Set the whole listing down again without deviation.
- Opening Delimiter -
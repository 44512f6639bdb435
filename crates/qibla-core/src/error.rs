//! Validation errors raised by the engine.

use thiserror::Error;

/// Errors returned by engine operations.
///
/// Every variant is a deterministic validation failure. Nothing here is
/// transient, so callers should surface these rather than retry.
#[derive(Debug, Error, Clone, PartialEq)]
pub enum EngineError {
    /// Latitude or longitude outside the valid range, or not finite.
    #[error("invalid coordinate ({latitude}, {longitude}): latitude must be in [-90, 90] and longitude in [-180, 180]")]
    InvalidCoordinate { latitude: f64, longitude: f64 },

    /// A sensor heading outside `[0, 360)` or not finite.
    #[error("invalid heading {value}: must be a finite value in [0, 360)")]
    InvalidHeading { value: f64 },

    /// Alignment tolerance that is negative or not finite.
    #[error("invalid alignment tolerance {value}: must be finite and non-negative")]
    InvalidTolerance { value: f64 },

    /// The event used for next-day rollover is missing from the timetable.
    #[error("timetable has no `{name}` entry to roll over to")]
    MissingWraparoundEvent { name: String },

    /// The event order used for scanning was empty.
    #[error("event order is empty")]
    EmptyEventOrder,

    /// A secondary-time rule that cannot be evaluated.
    #[error("malformed secondary rule: {reason}")]
    MalformedSecondaryRule { reason: String },

    /// Hour or minute out of range.
    #[error("invalid clock time {hour:02}:{minute:02}")]
    InvalidClockTime { hour: u32, minute: u32 },

    /// Text that does not parse as `HH:MM`.
    #[error("cannot parse `{input}` as a clock time, expected HH:MM")]
    UnparsableClockTime { input: String },

    /// Season month outside 1..=12.
    #[error("invalid season month {month}: must be in 1..=12")]
    InvalidSeasonMonth { month: u32 },

    /// Two timetable entries that name the same event.
    #[error("event `{name}` appears more than once in the timetable")]
    DuplicateEvent { name: String },

    /// An event name that was empty.
    #[error("event name cannot be empty")]
    EmptyEventName,
}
- Closing Delimiter -
## Exercise response
repository 44512f6639bdb435
filename crates/qibla-core/src/error.rs
//! Validation errors raised by the engine.

use thiserror::Error;

/// Errors returned by engine operations.
///
/// Every variant is a deterministic validation failure. Nothing here is
/// transient, so callers should surface these rather than retry.
#[derive(Debug, Error, Clone, PartialEq)]
pub enum EngineError {
    /// Latitude or longitude outside the valid range, or not finite.
    #[error("invalid coordinate ({latitude}, {longitude}): latitude must be in [-90, 90] and longitude in [-180, 180]")]
    InvalidCoordinate { latitude: f64, longitude: f64 },

    /// A sensor heading outside `[0, 360)` or not finite.
    #[error("invalid heading {value}: must be a finite value in [0, 360)")]
    InvalidHeading { value: f64 },

    /// Alignment tolerance that is negative or not finite.
    #[error("invalid alignment tolerance {value}: must be finite and non-negative")]
    InvalidTolerance { value: f64 },

    /// The event used for next-day rollover is missing from the timetable.
    #[error("timetable has no `{name}` entry to roll over to")]
    MissingWraparoundEvent { name: String },

    /// The event order used for scanning was empty.
    #[error("event order is empty")]
    EmptyEventOrder,

    /// A secondary-time rule that cannot be evaluated.
    #[error("malformed secondary rule: {reason}")]
    MalformedSecondaryRule { reason: String },

    /// Hour or minute out of range.
    #[error("invalid clock time {hour:02}:{minute:02}")]
    InvalidClockTime { hour: u32, minute: u32 },

    /// Text that does not parse as `HH:MM`.
    #[error("cannot parse `{input}` as a clock time, expected HH:MM")]
    UnparsableClockTime { input: String },

    /// Season month outside 1..=12.
    #[error("invalid season month {month}: must be in 1..=12")]
    InvalidSeasonMonth { month: u32 },

    /// Two timetable entries that name the same event.
    #[error("event `{name}` appears more than once in the timetable")]
    DuplicateEvent { name: String },

    /// An event name that was empty.
    #[error("event name cannot be empty")]
    EmptyEventName,
}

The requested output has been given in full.